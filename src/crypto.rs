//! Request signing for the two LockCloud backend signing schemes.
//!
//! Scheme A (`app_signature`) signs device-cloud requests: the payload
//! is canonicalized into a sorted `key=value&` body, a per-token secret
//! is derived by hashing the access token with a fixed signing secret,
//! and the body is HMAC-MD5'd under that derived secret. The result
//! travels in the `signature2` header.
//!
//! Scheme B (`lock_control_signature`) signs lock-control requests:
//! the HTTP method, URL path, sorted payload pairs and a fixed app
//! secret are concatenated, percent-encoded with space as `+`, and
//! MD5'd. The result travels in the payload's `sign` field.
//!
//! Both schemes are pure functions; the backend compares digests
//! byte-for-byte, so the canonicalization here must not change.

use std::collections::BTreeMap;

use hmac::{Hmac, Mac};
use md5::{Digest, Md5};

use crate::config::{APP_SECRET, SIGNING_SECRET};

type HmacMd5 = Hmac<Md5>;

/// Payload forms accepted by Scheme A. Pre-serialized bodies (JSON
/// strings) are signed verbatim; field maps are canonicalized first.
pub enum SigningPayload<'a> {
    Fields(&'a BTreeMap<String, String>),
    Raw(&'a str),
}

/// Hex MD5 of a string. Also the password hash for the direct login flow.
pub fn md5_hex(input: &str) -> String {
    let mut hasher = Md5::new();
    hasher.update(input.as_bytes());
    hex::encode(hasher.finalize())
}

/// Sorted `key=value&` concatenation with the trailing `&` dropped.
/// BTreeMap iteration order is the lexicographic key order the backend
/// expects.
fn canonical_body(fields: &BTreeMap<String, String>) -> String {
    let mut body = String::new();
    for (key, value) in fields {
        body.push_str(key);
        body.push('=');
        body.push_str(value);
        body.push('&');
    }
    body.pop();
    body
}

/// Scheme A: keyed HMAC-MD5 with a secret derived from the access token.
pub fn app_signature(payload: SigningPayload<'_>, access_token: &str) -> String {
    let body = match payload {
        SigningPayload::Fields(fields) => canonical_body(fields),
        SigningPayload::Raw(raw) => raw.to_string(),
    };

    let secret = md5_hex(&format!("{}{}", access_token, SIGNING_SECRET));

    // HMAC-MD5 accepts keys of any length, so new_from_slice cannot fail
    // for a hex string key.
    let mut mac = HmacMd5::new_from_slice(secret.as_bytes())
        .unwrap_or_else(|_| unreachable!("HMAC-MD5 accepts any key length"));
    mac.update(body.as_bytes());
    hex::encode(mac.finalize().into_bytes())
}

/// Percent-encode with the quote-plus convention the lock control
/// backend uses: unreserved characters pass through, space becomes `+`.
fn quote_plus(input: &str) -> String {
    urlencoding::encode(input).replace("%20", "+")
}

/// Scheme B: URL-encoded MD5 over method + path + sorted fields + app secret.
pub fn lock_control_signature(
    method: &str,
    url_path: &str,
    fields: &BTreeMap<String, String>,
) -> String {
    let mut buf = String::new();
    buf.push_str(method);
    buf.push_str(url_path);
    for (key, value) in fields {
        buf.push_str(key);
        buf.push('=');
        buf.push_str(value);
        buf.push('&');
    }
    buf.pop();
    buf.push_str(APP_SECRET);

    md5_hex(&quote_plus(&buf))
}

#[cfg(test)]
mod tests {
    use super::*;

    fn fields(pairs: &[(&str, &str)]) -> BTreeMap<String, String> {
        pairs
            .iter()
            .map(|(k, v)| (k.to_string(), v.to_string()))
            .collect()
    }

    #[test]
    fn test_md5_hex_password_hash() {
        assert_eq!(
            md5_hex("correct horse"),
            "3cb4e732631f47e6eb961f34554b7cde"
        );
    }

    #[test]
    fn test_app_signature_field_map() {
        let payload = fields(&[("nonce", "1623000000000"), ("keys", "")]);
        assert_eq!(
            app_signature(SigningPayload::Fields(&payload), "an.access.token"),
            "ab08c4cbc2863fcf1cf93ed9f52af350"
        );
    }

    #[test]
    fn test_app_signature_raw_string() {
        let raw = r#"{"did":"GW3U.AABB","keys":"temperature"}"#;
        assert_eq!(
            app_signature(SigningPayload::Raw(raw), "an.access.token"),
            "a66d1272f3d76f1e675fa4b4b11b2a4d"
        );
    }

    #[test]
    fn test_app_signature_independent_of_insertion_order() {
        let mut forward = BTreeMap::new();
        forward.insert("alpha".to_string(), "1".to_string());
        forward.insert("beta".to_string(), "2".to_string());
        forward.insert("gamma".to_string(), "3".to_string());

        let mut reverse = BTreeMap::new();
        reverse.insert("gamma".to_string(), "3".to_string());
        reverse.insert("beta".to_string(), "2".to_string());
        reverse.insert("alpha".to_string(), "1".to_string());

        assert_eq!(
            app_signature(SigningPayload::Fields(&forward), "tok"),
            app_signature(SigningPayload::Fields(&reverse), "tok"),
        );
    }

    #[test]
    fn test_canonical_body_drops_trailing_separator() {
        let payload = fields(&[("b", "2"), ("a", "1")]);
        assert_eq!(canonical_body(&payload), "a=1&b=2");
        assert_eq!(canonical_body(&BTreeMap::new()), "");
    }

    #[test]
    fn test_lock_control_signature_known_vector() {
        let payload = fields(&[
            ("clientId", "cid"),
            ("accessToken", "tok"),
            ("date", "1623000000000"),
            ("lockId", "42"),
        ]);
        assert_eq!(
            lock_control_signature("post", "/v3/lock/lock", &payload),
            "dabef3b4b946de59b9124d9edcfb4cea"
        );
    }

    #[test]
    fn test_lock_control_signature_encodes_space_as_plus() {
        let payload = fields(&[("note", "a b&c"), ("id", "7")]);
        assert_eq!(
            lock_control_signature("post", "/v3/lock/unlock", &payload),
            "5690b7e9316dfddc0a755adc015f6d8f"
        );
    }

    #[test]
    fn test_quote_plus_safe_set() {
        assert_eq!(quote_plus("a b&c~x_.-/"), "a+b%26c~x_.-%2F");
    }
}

* **Work to be completed**:
Each line above is to be restated exactly.

* **Solution to this problem**:
filename src/crypto.rs
//! Request signing for the two LockCloud backend signing schemes.
//!
//! Scheme A (`app_signature`) signs device-cloud requests: the payload
//! is canonicalized into a sorted `key=value&` body, a per-token secret
//! is derived by hashing the access token with a fixed signing secret,
//! and the body is HMAC-MD5'd under that derived secret. The result
//! travels in the `signature2` header.
//!
//! Scheme B (`lock_control_signature`) signs lock-control requests:
//! the HTTP method, URL path, sorted payload pairs and a fixed app
//! secret are concatenated, percent-encoded with space as `+`, and
//! MD5'd. The result travels in the payload's `sign` field.
//!
//! Both schemes are pure functions; the backend compares digests
//! byte-for-byte, so the canonicalization here must not change.

use std::collections::BTreeMap;

use hmac::{Hmac, Mac};
use md5::{Digest, Md5};

use crate::config::{APP_SECRET, SIGNING_SECRET};

type HmacMd5 = Hmac<Md5>;

/// Payload forms accepted by Scheme A. Pre-serialized bodies (JSON
/// strings) are signed verbatim; field maps are canonicalized first.
pub enum SigningPayload<'a> {
    Fields(&'a BTreeMap<String, String>),
    Raw(&'a str),
}

/// Hex MD5 of a string. Also the password hash for the direct login flow.
pub fn md5_hex(input: &str) -> String {
    let mut hasher = Md5::new();
    hasher.update(input.as_bytes());
    hex::encode(hasher.finalize())
}

/// Sorted `key=value&` concatenation with the trailing `&` dropped.
/// BTreeMap iteration order is the lexicographic key order the backend
/// expects.
fn canonical_body(fields: &BTreeMap<String, String>) -> String {
    let mut body = String::new();
    for (key, value) in fields {
        body.push_str(key);
        body.push('=');
        body.push_str(value);
        body.push('&');
    }
    body.pop();
    body
}

/// Scheme A: keyed HMAC-MD5 with a secret derived from the access token.
pub fn app_signature(payload: SigningPayload<'_>, access_token: &str) -> String {
    let body = match payload {
        SigningPayload::Fields(fields) => canonical_body(fields),
        SigningPayload::Raw(raw) => raw.to_string(),
    };

    let secret = md5_hex(&format!("{}{}", access_token, SIGNING_SECRET));

    // HMAC-MD5 accepts keys of any length, so new_from_slice cannot fail
    // for a hex string key.
    let mut mac = HmacMd5::new_from_slice(secret.as_bytes())
        .unwrap_or_else(|_| unreachable!("HMAC-MD5 accepts any key length"));
    mac.update(body.as_bytes());
    hex::encode(mac.finalize().into_bytes())
}

/// Percent-encode with the quote-plus convention the lock control
/// backend uses: unreserved characters pass through, space becomes `+`.
fn quote_plus(input: &str) -> String {
    urlencoding::encode(input).replace("%20", "+")
}

/// Scheme B: URL-encoded MD5 over method + path + sorted fields + app secret.
pub fn lock_control_signature(
    method: &str,
    url_path: &str,
    fields: &BTreeMap<String, String>,
) -> String {
    let mut buf = String::new();
    buf.push_str(method);
    buf.push_str(url_path);
    for (key, value) in fields {
        buf.push_str(key);
        buf.push('=');
        buf.push_str(value);
        buf.push('&');
    }
    buf.pop();
    buf.push_str(APP_SECRET);

    md5_hex(&quote_plus(&buf))
}

#[cfg(test)]
mod tests {
    use super::*;

    fn fields(pairs: &[(&str, &str)]) -> BTreeMap<String, String> {
        pairs
            .iter()
            .map(|(k, v)| (k.to_string(), v.to_string()))
            .collect()
    }

    #[test]
    fn test_md5_hex_password_hash() {
        assert_eq!(
            md5_hex("correct horse"),
            "3cb4e732631f47e6eb961f34554b7cde"
        );
    }

    #[test]
    fn test_app_signature_field_map() {
        let payload = fields(&[("nonce", "1623000000000"), ("keys", "")]);
        assert_eq!(
            app_signature(SigningPayload::Fields(&payload), "an.access.token"),
            "ab08c4cbc2863fcf1cf93ed9f52af350"
        );
    }

    #[test]
    fn test_app_signature_raw_string() {
        let raw = r#"{"did":"GW3U.AABB","keys":"temperature"}"#;
        assert_eq!(
            app_signature(SigningPayload::Raw(raw), "an.access.token"),
            "a66d1272f3d76f1e675fa4b4b11b2a4d"
        );
    }

    #[test]
    fn test_app_signature_independent_of_insertion_order() {
        let mut forward = BTreeMap::new();
        forward.insert("alpha".to_string(), "1".to_string());
        forward.insert("beta".to_string(), "2".to_string());
        forward.insert("gamma".to_string(), "3".to_string());

        let mut reverse = BTreeMap::new();
        reverse.insert("gamma".to_string(), "3".to_string());
        reverse.insert("beta".to_string(), "2".to_string());
        reverse.insert("alpha".to_string(), "1".to_string());

        assert_eq!(
            app_signature(SigningPayload::Fields(&forward), "tok"),
            app_signature(SigningPayload::Fields(&reverse), "tok"),
        );
    }

    #[test]
    fn test_canonical_body_drops_trailing_separator() {
        let payload = fields(&[("b", "2"), ("a", "1")]);
        assert_eq!(canonical_body(&payload), "a=1&b=2");
        assert_eq!(canonical_body(&BTreeMap::new()), "");
    }

    #[test]
    fn test_lock_control_signature_known_vector() {
        let payload = fields(&[
            ("clientId", "cid"),
            ("accessToken", "tok"),
            ("date", "1623000000000"),
            ("lockId", "42"),
        ]);
        assert_eq!(
            lock_control_signature("post", "/v3/lock/lock", &payload),
            "dabef3b4b946de59b9124d9edcfb4cea"
        );
    }

    #[test]
    fn test_lock_control_signature_encodes_space_as_plus() {
        let payload = fields(&[("note", "a b&c"), ("id", "7")]);
        assert_eq!(
            lock_control_signature("post", "/v3/lock/unlock", &payload),
            "5690b7e9316dfddc0a755adc015f6d8f"
        );
    }

    #[test]
    fn test_quote_plus_safe_set() {
        assert_eq!(quote_plus("a b&c~x_.-/"), "a+b%26c~x_.-%2F");
    }
}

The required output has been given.